__Entries provided__
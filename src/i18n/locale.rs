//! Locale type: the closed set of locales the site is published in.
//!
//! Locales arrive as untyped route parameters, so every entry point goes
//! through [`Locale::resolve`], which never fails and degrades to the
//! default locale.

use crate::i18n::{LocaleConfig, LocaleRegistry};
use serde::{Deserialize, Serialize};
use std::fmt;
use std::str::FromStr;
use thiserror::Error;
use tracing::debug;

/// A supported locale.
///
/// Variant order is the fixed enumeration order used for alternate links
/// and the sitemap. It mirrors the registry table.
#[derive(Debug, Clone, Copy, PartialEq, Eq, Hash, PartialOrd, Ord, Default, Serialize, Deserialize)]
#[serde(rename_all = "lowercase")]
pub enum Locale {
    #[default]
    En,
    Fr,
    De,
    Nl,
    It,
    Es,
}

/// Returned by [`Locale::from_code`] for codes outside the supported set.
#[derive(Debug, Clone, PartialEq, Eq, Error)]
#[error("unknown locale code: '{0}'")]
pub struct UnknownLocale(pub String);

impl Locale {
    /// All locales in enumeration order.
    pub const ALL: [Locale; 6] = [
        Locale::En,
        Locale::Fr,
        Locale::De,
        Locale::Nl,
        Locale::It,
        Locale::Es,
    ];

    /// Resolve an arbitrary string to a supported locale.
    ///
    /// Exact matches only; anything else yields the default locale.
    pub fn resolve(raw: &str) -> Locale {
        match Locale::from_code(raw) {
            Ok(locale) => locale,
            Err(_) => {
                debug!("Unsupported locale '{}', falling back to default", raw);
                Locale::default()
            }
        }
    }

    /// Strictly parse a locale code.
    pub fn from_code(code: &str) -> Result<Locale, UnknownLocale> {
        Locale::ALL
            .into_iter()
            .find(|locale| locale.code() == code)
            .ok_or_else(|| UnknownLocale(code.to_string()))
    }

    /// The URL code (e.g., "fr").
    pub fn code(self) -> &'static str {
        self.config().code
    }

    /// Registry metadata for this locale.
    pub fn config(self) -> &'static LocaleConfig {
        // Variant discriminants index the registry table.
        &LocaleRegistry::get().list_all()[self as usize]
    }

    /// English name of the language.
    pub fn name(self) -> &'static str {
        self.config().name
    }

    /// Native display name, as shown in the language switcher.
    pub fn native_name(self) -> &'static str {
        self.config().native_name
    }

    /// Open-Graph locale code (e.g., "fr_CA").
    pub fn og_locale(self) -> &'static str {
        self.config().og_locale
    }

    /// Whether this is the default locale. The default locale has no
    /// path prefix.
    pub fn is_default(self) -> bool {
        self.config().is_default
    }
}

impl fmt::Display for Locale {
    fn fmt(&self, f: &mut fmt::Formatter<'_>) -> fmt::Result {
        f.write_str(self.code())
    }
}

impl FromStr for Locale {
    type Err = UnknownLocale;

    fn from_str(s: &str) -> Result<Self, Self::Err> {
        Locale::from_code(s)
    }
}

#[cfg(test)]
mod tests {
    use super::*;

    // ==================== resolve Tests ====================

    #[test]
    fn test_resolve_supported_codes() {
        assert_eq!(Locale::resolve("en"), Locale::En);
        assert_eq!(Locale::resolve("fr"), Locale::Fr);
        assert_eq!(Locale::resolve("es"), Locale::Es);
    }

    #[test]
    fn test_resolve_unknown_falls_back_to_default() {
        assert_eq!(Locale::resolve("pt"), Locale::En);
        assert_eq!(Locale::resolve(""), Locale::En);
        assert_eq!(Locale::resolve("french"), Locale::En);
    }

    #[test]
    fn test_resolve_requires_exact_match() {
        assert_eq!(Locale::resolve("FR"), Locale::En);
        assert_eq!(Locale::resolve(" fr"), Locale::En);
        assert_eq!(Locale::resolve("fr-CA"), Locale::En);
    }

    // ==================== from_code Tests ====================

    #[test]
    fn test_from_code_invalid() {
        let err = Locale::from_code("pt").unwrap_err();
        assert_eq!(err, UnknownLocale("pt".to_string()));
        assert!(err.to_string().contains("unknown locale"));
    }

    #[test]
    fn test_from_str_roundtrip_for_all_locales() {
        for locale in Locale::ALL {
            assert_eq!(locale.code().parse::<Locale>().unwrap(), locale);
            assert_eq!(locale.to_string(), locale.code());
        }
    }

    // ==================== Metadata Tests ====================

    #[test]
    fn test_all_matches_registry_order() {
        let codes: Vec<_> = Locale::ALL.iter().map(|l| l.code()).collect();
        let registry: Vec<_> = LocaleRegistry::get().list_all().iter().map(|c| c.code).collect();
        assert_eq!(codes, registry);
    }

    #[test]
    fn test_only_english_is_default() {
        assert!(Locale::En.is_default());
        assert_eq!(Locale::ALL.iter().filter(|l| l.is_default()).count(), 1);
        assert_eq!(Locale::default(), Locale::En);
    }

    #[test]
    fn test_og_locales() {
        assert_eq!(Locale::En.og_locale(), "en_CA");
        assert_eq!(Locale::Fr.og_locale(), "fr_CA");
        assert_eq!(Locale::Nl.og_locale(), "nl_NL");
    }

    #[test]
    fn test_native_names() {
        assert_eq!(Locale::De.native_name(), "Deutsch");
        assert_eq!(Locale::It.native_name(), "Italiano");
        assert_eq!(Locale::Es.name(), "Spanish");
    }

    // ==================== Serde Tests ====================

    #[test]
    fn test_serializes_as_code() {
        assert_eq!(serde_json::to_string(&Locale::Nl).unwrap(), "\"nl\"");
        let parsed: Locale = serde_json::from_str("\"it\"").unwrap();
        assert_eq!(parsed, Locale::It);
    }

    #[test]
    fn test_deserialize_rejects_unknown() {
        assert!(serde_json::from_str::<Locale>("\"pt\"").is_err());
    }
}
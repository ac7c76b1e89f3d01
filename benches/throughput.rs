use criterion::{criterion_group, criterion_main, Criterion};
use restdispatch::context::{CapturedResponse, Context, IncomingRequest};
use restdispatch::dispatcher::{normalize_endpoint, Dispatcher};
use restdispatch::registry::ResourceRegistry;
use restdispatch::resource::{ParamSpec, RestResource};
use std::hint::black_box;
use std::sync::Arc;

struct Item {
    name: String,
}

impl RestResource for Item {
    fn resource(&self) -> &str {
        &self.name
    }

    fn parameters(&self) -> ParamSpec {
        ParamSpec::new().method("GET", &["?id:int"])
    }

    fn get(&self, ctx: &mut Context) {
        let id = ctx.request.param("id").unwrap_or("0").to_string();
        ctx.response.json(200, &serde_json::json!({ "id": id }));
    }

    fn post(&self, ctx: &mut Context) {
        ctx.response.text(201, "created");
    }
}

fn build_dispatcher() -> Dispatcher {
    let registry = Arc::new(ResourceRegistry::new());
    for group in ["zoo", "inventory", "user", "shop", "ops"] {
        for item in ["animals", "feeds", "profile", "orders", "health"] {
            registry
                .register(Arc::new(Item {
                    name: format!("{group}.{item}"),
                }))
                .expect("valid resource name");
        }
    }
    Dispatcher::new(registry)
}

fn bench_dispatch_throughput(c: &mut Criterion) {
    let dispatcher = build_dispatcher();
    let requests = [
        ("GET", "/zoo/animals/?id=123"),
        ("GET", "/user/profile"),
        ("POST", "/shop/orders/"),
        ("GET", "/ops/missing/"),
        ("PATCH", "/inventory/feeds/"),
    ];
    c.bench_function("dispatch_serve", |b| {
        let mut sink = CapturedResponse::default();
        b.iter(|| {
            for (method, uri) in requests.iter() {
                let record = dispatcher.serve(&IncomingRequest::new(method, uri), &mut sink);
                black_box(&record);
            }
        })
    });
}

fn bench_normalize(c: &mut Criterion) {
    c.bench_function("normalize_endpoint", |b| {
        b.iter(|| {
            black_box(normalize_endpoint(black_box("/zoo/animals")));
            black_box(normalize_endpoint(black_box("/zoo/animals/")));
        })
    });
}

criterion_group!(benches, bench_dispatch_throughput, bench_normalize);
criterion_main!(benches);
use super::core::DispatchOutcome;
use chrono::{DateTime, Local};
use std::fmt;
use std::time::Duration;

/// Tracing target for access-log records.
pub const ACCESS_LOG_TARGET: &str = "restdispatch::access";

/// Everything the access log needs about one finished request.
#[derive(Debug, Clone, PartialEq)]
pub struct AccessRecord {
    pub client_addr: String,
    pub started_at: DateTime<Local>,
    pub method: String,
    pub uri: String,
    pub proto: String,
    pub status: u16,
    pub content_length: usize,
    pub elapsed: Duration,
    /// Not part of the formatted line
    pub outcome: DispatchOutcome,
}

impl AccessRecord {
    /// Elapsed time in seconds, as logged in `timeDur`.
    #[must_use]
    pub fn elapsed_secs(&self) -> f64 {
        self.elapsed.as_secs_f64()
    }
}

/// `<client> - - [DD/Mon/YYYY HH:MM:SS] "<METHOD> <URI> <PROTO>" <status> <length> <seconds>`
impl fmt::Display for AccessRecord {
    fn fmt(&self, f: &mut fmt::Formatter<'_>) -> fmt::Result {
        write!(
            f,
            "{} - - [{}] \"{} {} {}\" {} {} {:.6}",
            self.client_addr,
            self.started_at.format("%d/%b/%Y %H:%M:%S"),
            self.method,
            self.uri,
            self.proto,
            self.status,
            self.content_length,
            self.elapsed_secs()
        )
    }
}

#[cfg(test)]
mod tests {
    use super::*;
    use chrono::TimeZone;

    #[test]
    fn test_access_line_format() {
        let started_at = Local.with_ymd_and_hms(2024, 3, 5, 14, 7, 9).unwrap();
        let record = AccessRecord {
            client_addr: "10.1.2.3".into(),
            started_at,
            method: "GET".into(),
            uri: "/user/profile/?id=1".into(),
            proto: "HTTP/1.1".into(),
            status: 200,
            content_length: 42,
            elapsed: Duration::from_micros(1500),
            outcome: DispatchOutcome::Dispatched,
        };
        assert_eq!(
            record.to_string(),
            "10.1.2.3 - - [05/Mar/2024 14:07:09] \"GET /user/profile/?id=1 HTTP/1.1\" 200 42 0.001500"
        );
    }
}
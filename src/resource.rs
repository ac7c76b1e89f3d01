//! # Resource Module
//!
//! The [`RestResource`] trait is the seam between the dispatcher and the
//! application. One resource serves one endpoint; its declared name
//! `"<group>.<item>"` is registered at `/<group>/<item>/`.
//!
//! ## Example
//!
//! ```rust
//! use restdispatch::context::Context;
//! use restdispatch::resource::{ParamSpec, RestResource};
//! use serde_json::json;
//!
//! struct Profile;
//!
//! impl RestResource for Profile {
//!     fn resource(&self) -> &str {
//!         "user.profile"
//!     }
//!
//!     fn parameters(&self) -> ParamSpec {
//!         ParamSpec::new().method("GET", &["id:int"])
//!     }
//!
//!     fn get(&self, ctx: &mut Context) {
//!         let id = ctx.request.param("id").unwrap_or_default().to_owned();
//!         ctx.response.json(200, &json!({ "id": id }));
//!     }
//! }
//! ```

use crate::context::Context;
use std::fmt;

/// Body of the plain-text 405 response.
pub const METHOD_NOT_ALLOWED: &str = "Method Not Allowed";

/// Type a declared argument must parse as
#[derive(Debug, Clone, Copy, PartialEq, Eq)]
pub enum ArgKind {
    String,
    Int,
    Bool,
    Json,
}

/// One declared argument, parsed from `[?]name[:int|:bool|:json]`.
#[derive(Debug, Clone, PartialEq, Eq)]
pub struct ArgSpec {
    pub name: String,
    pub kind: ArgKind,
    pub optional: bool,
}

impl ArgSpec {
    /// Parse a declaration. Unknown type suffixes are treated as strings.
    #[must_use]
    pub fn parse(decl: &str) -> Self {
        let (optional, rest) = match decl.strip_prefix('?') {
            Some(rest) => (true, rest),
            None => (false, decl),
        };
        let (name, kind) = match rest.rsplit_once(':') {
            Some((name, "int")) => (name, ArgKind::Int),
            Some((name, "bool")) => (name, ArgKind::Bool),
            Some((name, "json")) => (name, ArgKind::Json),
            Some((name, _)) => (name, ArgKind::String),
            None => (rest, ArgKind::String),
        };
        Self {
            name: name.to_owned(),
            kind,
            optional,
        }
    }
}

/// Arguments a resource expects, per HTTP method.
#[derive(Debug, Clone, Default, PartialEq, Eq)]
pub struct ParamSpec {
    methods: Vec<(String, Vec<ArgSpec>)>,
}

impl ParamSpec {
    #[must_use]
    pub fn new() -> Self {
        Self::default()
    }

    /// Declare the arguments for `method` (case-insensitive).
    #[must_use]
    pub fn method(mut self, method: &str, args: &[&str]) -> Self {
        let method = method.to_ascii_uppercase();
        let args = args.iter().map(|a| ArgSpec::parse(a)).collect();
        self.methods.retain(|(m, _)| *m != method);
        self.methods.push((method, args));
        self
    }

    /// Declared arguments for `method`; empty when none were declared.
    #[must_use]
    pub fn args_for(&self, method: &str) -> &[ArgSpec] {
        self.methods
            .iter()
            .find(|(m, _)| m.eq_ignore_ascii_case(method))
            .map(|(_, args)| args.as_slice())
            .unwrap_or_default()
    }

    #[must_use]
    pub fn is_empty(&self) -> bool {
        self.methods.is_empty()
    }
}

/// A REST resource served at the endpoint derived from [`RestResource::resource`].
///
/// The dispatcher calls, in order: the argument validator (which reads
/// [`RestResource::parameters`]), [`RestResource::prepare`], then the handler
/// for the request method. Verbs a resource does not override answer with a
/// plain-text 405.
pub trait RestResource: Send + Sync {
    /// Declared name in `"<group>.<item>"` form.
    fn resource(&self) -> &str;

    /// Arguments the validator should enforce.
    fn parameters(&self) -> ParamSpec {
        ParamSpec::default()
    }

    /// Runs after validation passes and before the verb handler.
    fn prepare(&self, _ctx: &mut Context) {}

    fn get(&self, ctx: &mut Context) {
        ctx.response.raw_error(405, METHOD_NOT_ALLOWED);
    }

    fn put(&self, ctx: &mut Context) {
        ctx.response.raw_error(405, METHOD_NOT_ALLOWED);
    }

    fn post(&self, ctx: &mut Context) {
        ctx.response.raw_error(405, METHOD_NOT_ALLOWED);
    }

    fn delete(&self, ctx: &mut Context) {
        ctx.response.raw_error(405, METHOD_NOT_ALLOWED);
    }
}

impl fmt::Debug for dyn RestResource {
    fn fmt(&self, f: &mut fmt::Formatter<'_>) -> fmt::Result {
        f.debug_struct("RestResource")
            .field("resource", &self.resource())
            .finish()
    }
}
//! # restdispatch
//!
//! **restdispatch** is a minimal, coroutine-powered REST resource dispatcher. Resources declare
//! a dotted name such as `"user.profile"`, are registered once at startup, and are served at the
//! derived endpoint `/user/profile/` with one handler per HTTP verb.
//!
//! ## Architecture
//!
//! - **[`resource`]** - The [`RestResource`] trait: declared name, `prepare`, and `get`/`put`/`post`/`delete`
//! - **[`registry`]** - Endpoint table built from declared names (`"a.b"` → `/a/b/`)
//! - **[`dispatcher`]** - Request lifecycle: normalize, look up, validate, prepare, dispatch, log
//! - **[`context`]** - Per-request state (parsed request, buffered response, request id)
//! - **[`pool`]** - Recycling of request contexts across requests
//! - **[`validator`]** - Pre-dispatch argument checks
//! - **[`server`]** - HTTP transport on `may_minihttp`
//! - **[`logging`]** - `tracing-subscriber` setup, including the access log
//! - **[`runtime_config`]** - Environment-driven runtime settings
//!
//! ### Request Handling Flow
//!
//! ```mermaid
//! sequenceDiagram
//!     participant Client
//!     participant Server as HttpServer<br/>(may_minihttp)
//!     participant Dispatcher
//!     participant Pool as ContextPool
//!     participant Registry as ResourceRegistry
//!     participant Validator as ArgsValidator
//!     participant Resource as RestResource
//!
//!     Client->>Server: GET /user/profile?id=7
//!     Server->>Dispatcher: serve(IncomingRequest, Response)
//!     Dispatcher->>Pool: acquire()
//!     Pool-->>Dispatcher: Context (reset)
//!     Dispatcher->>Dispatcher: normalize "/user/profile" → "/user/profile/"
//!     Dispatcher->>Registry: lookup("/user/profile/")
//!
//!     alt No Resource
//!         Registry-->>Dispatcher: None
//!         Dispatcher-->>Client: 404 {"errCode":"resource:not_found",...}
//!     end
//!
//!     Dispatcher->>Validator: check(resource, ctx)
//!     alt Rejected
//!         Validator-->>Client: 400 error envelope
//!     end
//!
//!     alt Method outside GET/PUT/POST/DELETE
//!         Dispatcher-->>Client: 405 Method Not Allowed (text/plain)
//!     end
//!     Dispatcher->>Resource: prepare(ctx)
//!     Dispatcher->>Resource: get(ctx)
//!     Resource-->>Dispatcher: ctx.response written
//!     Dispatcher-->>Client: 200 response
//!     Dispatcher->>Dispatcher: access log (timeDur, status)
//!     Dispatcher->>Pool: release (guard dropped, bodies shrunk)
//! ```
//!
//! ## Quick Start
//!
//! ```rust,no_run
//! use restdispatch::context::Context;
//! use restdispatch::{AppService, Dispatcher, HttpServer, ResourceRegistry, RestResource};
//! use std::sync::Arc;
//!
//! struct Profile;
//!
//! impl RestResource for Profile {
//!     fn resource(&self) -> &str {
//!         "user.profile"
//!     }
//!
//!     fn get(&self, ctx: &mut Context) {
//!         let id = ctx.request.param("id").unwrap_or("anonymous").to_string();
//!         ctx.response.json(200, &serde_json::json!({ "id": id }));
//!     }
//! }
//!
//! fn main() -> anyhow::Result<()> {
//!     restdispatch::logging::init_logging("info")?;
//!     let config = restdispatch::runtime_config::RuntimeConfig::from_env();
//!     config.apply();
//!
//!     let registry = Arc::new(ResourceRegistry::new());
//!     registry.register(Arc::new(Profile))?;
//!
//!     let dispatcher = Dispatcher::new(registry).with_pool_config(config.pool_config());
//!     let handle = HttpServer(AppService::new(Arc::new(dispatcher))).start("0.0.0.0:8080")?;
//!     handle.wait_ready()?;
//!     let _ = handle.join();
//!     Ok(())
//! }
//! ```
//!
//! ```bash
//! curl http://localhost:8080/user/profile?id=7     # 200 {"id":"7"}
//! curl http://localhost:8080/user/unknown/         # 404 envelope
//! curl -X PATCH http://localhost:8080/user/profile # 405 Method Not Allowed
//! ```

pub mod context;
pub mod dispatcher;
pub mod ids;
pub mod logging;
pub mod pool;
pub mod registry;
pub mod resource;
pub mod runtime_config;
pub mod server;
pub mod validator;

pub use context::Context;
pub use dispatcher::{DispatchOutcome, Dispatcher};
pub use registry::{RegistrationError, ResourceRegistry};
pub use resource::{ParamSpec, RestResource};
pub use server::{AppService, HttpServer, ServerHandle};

__Assignment__
Could you repeat exactly the lines in the listing above from the one with "index the registry table." down to the one with "impl fmt::Display for Locale"? Include both of those lines.

__The answer__
        // Variant discriminants index the registry table.
        &LocaleRegistry::get().list_all()[self as usize]
    }

    /// English name of the language.
    pub fn name(self) -> &'static str {
        self.config().name
    }

    /// Native display name, as shown in the language switcher.
    pub fn native_name(self) -> &'static str {
        self.config().native_name
    }

    /// Open-Graph locale code (e.g., "fr_CA").
    pub fn og_locale(self) -> &'static str {
        self.config().og_locale
    }

    /// Whether this is the default locale. The default locale has no
    /// path prefix.
    pub fn is_default(self) -> bool {
        self.config().is_default
    }
}

impl fmt::Display for Locale {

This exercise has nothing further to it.